No flash; no Flash Gordon! Well, you know I like to be different.
It’s not the technology anymore. We know the Red Dragon is poised to land on mars (Elon is maneuvering to have NASA pay for the first test landing. Attaboy!)
It’s all about the funding now. Larry Page suggests he’s willing to put up $2b (under some circumstance.) Mars One plans to make money with a reality show (good luck with that, it’s a long shot.) The Space Settlement Initiative wants congress to allow a company to have AK sized territory to sell to earth rubes for a few dollars a square meter (ok, that’s my bad; but I’ve got reasons to not like their actual plan while agreeing with much of their ideas.)
Then of course there’s this nobody on the internet promoting the idea that those taking the risk of their lives should get some balancing reward. Which is in turn balanced by the incentive for a company to take a long term risk for over a 10x reward (trillions of dollar back for a few billion up front) which gives the colonist a means of even getting there without individually having to come up with a $100m ticket price each.
That last idea requires that we realize we are not the pawns of governments. Not sure if metrosexuals can handle that.

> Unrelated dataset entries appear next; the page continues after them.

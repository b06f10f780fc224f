//! Command results: content ViewModels wrapped with a badge and the
//! follow-up commands worth suggesting.

use dodona_engine::InscriptionFilter;
use dodona_runtime::DerivedViews;
use dodona_types::{Dataset, RegionId, VowelCategory};

use super::{
    present_inscriptions, present_profile, present_region_detail, present_region_list,
    present_summary, present_vowel_report,
};
use crate::args::hints::{cmd, fmt};
use crate::presentation::view_models::{
    CommandResultViewModel, ConfigInitOutcome, ConfigInitViewModel, ConfigPathViewModel,
    ConfigViewModel, Guidance, InscriptionTableViewModel, ProfileViewModel,
    RegionDetailViewModel, RegionListViewModel, StatusBadge, SummaryViewModel,
    ValidationViewModel, VowelReportViewModel,
};

pub fn summary_result(data: &Dataset) -> CommandResultViewModel<SummaryViewModel> {
    CommandResultViewModel::new(present_summary(data))
        .suggest("Open the interactive dashboard", cmd::DASHBOARD)
        .suggest("See the regional distribution", cmd::REGIONS)
        .suggest("Read the dialect profile", cmd::PROFILE)
}

pub fn regions_result(
    data: &Dataset,
    views: &impl DerivedViews,
) -> CommandResultViewModel<RegionListViewModel> {
    let content = present_region_list(data, views);
    let largest = content
        .regions
        .iter()
        .filter(|r| r.on_map)
        .max_by_key(|r| r.count)
        .map(|top| {
            Guidance::new(format!("Details for {}", top.name)).with_command(fmt::region(&top.id))
        });

    CommandResultViewModel::new(content).maybe_suggest(largest)
}

pub fn region_result(
    data: &Dataset,
    views: &impl DerivedViews,
    id: RegionId,
) -> CommandResultViewModel<RegionDetailViewModel> {
    let content = present_region_detail(data, views, id);

    if !content.has_data {
        let label = format!("{} has no inscriptions in this corpus", content.name);
        return CommandResultViewModel::new(content)
            .with_badge(StatusBadge::warning(label))
            .suggest("List the regions with data", cmd::REGIONS);
    }

    let command = fmt::inscriptions_in_region(&content.id);
    CommandResultViewModel::new(content).suggest("Vowel evidence from this region", command)
}

pub fn profile_result(
    data: &Dataset,
    views: &impl DerivedViews,
) -> CommandResultViewModel<ProfileViewModel> {
    CommandResultViewModel::new(present_profile(data, views, None))
        .suggest("Vowel notation categories", cmd::VOWELS)
}

pub fn vowels_result(
    data: &Dataset,
    views: &impl DerivedViews,
    category: Option<VowelCategory>,
) -> CommandResultViewModel<VowelReportViewModel> {
    let result = CommandResultViewModel::new(present_vowel_report(data, views, category, None));

    match category {
        Some(c) => result.suggest(
            "All citations of this category",
            fmt::vowels_category(c.number()),
        ),
        None => result.suggest("Export the evidence table", cmd::INSCRIPTIONS_CSV),
    }
}

pub fn inscriptions_result(
    data: &Dataset,
    views: &impl DerivedViews,
    filter: &InscriptionFilter,
) -> CommandResultViewModel<InscriptionTableViewModel> {
    let content = present_inscriptions(data, views, filter);
    let empty = content.rows.is_empty();
    let result = CommandResultViewModel::new(content);

    if empty {
        result.with_badge(StatusBadge::info("No inscriptions match the filter"))
    } else {
        result.suggest("Export as CSV", cmd::INSCRIPTIONS_CSV)
    }
}

pub fn validation_result(content: ValidationViewModel) -> CommandResultViewModel<ValidationViewModel> {
    let badge = if content.valid {
        StatusBadge::success("Dataset is consistent")
    } else {
        StatusBadge::error(format!("{} issue(s) found", content.issues.len()))
    };
    CommandResultViewModel::new(content).with_badge(badge)
}

pub fn config_result(content: ConfigViewModel) -> CommandResultViewModel<ConfigViewModel> {
    let missing = !content.file_exists;
    CommandResultViewModel::new(content).maybe_suggest(
        missing.then(|| Guidance::new("Write a config file").with_command(cmd::CONFIG_INIT)),
    )
}

pub fn config_path_result(
    content: ConfigPathViewModel,
) -> CommandResultViewModel<ConfigPathViewModel> {
    CommandResultViewModel::new(content)
}

pub fn config_init_result(
    content: ConfigInitViewModel,
) -> CommandResultViewModel<ConfigInitViewModel> {
    let result = match content.outcome {
        ConfigInitOutcome::Created | ConfigInitOutcome::Overwritten => {
            CommandResultViewModel::new(content).with_badge(StatusBadge::success("Config written"))
        }
        ConfigInitOutcome::Kept => CommandResultViewModel::new(content)
            .with_badge(StatusBadge::warning("Config file already exists"))
            .suggest("Overwrite it", format!("{} --force", cmd::CONFIG_INIT)),
    };
    result.suggest("Review the settings", cmd::CONFIG_SHOW)
}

We’ll probably have to root for the billionaires, but I hate to think we will continue to hold to socialistic ideas that have killed so many. Set free your mind and the rest will follow.
When you don’t really own your own property and life; you don’t have liberty.
Letting politicians decide what to tax you means you don’t own the thing. I left it unsaid, but then realized that last line above might not be understood.
Free trade means you agree to a fee for a service. That’s an entirely different thing.
Well, Mr. Anthony; “when it’s easy” glosses over the probable dozens of years, hundreds of billions of dollars and, yes, many lost lives involved in getting to that stage of capability in the first place.
I said “when it’s easy” because IMHO Mars colonisation is of doubtful value in the first place and, in any event, really doing a job of it will involve terraforming. The difference is between the grand gesture and the huge leap straight to Mars – and the gradual buildup of capability that space colonisation will involve. All the early writers thought that going to the Moon was going to be a gradual affair – large-scale space stations coming first – but it didn’t happen that way. What we got was a gigantically expensive stunt that led nowhere, and we are still paying for that mistake forty years later.
Let’s not do it again with the trip to Mars.
One more thing; major space infrastructure will have a faster return on investment, the first item probably being energy from SPS.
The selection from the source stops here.